Ex. 10.5

Multiclass exponential loss (Multi-class adaboost). For a \(K\)-class classification problem, consider the coding \(Y=(Y_1,...,Y_K)^T\) with

\[\begin{equation} Y_k = \begin{cases} 1, & \text{ if } G=\mathcal{G}_k\\ -\frac{1}{K-1}, & \text{ otherwise. } \end{cases}\non \end{equation}\]

Let \(f=(f_1,...,f_K)^T\) with \(\sum_{k=1}^Kf_k=0\), and define

\[\begin{equation} L(Y,f) = \exp\left(-\frac{1}{K}Y^Tf\right).\non \end{equation}\]

(a)

Using Lagrange multipliers, derive the population minimizer \(f^\ast\) of \(L(Y, f)\), subject to the zero-sum constraint, and relate these to the class probabilities.

(b)

Show that a multiclass boosting using this loss function leads to a reweighting algorithm similar to AdaBoost, as in Section 10.4.

Soln. 10.5

(a)

We follow the similar arguments in Ex. 10.2. We're interested in

\[\begin{equation} \underset{f(x)}{\operatorname{argmin}} E_{Y|x} \left[\exp\left(-\frac{1}{K}\big(Y_1f_1(x) + ... + Y_Kf_K(x)\big)\right)\right]\non \end{equation}\]

subject to

\[\begin{equation} f_1(x) + ... + f_K(x) = 0.\non \end{equation}\]

The Lagrange multiplier, denoted as \(H(f_1,...,f_k,\lambda)\), becomes

\[\begin{eqnarray} &&P(Y=1|x)\cdot \exp\left(-\frac{1}{K}f_1(x)-\frac{1}{K-1}(f_2(x) +...+f_K(x))\right)\non\\ &+&P(Y=2|x)\cdot \exp\left(-\frac{1}{K}f_2(x)-\frac{1}{K-1}(f_1(x) + f_3(x)...+f_K(x))\right)\non\\ &+&...\non\\ &+&P(Y=K|x)\cdot \exp\left(-\frac{1}{K}f_K(x)-\frac{1}{K-1}(f_1(x) + f_2(x)...+f_{K-1}(x))\right)\non\\ &-&\lambda (f_1(x) +...+f_K(x)) \label{eq:10.5multi} \end{eqnarray}\]

Note that \(f_1(x) + ... + f_K(x) = 0\), so \(\eqref{eq:10.5multi}\) simplifies to

\[\begin{eqnarray} &&P(Y=1|x)\cdot \exp\left(-\frac{1}{K-1}f_1(x)\right)\non\\ &+&P(Y=2|x)\cdot \exp\left(-\frac{1}{K-1}f_2(x)\right)\non\\ &+&...\non\\ &+&P(Y=K|x)\cdot \exp\left(-\frac{1}{K-1}f_K(x)\right)\non\\ &-&\lambda (f_1(x) +...+f_K(x)). \end{eqnarray}\]
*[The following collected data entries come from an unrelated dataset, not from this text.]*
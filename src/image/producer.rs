//! Scene image producer: one composite per paragraph, cut into frames.
//!
//! # Call policy
//!
//! ```text
//! for attempt in 1..=pool.size():
//!     credential = pool.next()
//!     sleep(stagger_base + jitter)                 ← spread out bursts
//!     match service.generate(lines, credential):
//!         Success(img)   → split into frames, done
//!         QuotaExceeded  → sleep(quota_backoff + jitter), next attempt
//!         Error(e)       → fail immediately, no retry
//! all attempts quota-limited → QuotaExhausted
//! ```
//!
//! Frames are numbered by the run-scoped counter in [`RunContext`], so
//! concurrent runs never collide on file names.

use std::path::PathBuf;
use std::sync::Arc;
use std::time::Duration;

use rand::Rng;
use thiserror::Error;

use crate::config::ImageConfig;
use crate::credentials::Credential;
use crate::image::panels::{extension_for_mime, split_into_panels, PanelError};
use crate::image::service::{CompositeImage, ImageServiceError, SceneImageService};
use crate::pipeline::RunContext;
use crate::progress::{ProgressPublisher, Stage};
use crate::script::Paragraph;

// ---------------------------------------------------------------------------
// ImageError
// ---------------------------------------------------------------------------

#[derive(Debug, Error)]
pub enum ImageError {
    /// Every credential in the pool answered with a quota signal.
    #[error(
        "Image API quota exceeded after trying all {attempts} API key(s). \
         Please wait and try again later."
    )]
    QuotaExhausted { attempts: usize },

    /// Non-quota service failure; not retried.
    #[error("Image generation error for paragraph {}: {source}", .paragraph + 1)]
    Service {
        paragraph: usize,
        #[source]
        source: ImageServiceError,
    },

    #[error("Could not split composite for paragraph {}: {source}", .paragraph + 1)]
    Panels {
        paragraph: usize,
        #[source]
        source: PanelError,
    },

    #[error("scratch I/O failed: {0}")]
    Io(#[from] std::io::Error),

    #[error("panel worker failed: {0}")]
    Worker(String),
}

// ---------------------------------------------------------------------------
// RetryPolicy
// ---------------------------------------------------------------------------

/// Delays applied around image-service calls.
#[derive(Debug, Clone, PartialEq)]
pub struct RetryPolicy {
    pub stagger_base: Duration,
    pub stagger_jitter: Duration,
    pub quota_backoff: Duration,
}

impl RetryPolicy {
    pub fn from_config(config: &ImageConfig) -> Self {
        Self {
            stagger_base: config.stagger_base(),
            stagger_jitter: config.stagger_jitter(),
            quota_backoff: config.quota_backoff(),
        }
    }

    /// No waiting at all (tests, local fakes).
    pub fn immediate() -> Self {
        Self {
            stagger_base: Duration::ZERO,
            stagger_jitter: Duration::ZERO,
            quota_backoff: Duration::ZERO,
        }
    }

    /// `base` plus a uniformly random share of the jitter window.
    fn with_jitter(&self, base: Duration) -> Duration {
        let jitter_ms = self.stagger_jitter.as_millis() as u64;
        if jitter_ms == 0 {
            return base;
        }
        base + Duration::from_millis(rand::thread_rng().gen_range(0..=jitter_ms))
    }
}

// ---------------------------------------------------------------------------
// Attempt
// ---------------------------------------------------------------------------

/// Outcome of a single service call.
enum Attempt {
    Success(CompositeImage),
    QuotaExceeded,
    Error(ImageServiceError),
}

impl From<Result<CompositeImage, ImageServiceError>> for Attempt {
    fn from(result: Result<CompositeImage, ImageServiceError>) -> Self {
        match result {
            Ok(image) => Attempt::Success(image),
            Err(e) if e.is_quota() => Attempt::QuotaExceeded,
            Err(e) => Attempt::Error(e),
        }
    }
}

// ---------------------------------------------------------------------------
// SceneImageProducer
// ---------------------------------------------------------------------------

/// Turns paragraphs into ordered frame files.
pub struct SceneImageProducer {
    service: Arc<dyn SceneImageService>,
    policy: RetryPolicy,
}

impl SceneImageProducer {
    pub fn new(service: Arc<dyn SceneImageService>, policy: RetryPolicy) -> Self {
        Self { service, policy }
    }

    pub fn policy(&self) -> &RetryPolicy {
        &self.policy
    }

    /// Generate the composite for paragraph `index` and return its frame
    /// paths in left-to-right order.
    pub async fn produce(
        &self,
        ctx: &mut RunContext,
        index: usize,
        paragraph: &Paragraph,
        progress: &ProgressPublisher,
    ) -> Result<Vec<PathBuf>, ImageError> {
        let max_attempts = ctx.credentials().size();

        for attempt in 1..=max_attempts {
            let credential = ctx.credentials_mut().next();
            tokio::time::sleep(self.policy.with_jitter(self.policy.stagger_base)).await;

            match self.call(paragraph, &credential).await {
                Attempt::Success(composite) => {
                    return self.decompose(ctx, index, paragraph, composite).await;
                }
                Attempt::QuotaExceeded => {
                    log::warn!(
                        "image: quota hit on attempt {attempt}/{max_attempts} (key #{}), \
                         paragraph {}",
                        credential.index() + 1,
                        index + 1
                    );
                    if attempt < max_attempts {
                        progress.note(
                            Stage::Images,
                            format!(
                                "Quota hit, retrying paragraph {} with next API key ({}/{})",
                                index + 1,
                                attempt + 1,
                                max_attempts
                            ),
                        );
                        tokio::time::sleep(self.policy.with_jitter(self.policy.quota_backoff))
                            .await;
                    }
                }
                Attempt::Error(source) => {
                    log::error!("image: paragraph {} failed: {source}", index + 1);
                    return Err(ImageError::Service {
                        paragraph: index,
                        source,
                    });
                }
            }
        }

        Err(ImageError::QuotaExhausted {
            attempts: max_attempts,
        })
    }

    async fn call(&self, paragraph: &Paragraph, credential: &Credential) -> Attempt {
        self.service.generate(paragraph.lines(), credential).await.into()
    }

    /// Persist the composite, then cut it into `panel_count` frames.
    async fn decompose(
        &self,
        ctx: &mut RunContext,
        index: usize,
        paragraph: &Paragraph,
        composite: CompositeImage,
    ) -> Result<Vec<PathBuf>, ImageError> {
        let composite_path = ctx.scratch_path(&format!(
            "paragraph_{index}.{}",
            extension_for_mime(&composite.mime_type)
        ));
        tokio::fs::write(&composite_path, &composite.bytes).await?;
        log::info!(
            "image: {}-panel composite saved: {}",
            paragraph.panel_count(),
            composite_path.display()
        );

        let frame_paths: Vec<PathBuf> = (0..paragraph.panel_count())
            .map(|_| ctx.next_frame_path())
            .collect();

        let paths = frame_paths.clone();
        let bytes = composite.bytes;
        tokio::task::spawn_blocking(move || split_into_panels(&bytes, &paths))
            .await
            .map_err(|e| ImageError::Worker(e.to_string()))?
            .map_err(|source| ImageError::Panels {
                paragraph: index,
                source,
            })?;

        Ok(frame_paths)
    }
}

// ---------------------------------------------------------------------------
// Tests
// ---------------------------------------------------------------------------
For \(k=1, ..., K\), setting \(\frac{\partial H}{\partial f_k(x)} = 0\) and \(\frac{\partial H}{\partial \lambda} = 0\) yields

\[\begin{eqnarray} -\frac{1}{K-1}P(Y=k|x)\cdot \exp\left(-\frac{1}{K-1}f_k(x)\right) -\lambda &=& 0, \text{ for } k =1,...,K\non\\ f_1(x) + ... + f_K(x) &=& 0.\non \end{eqnarray}\]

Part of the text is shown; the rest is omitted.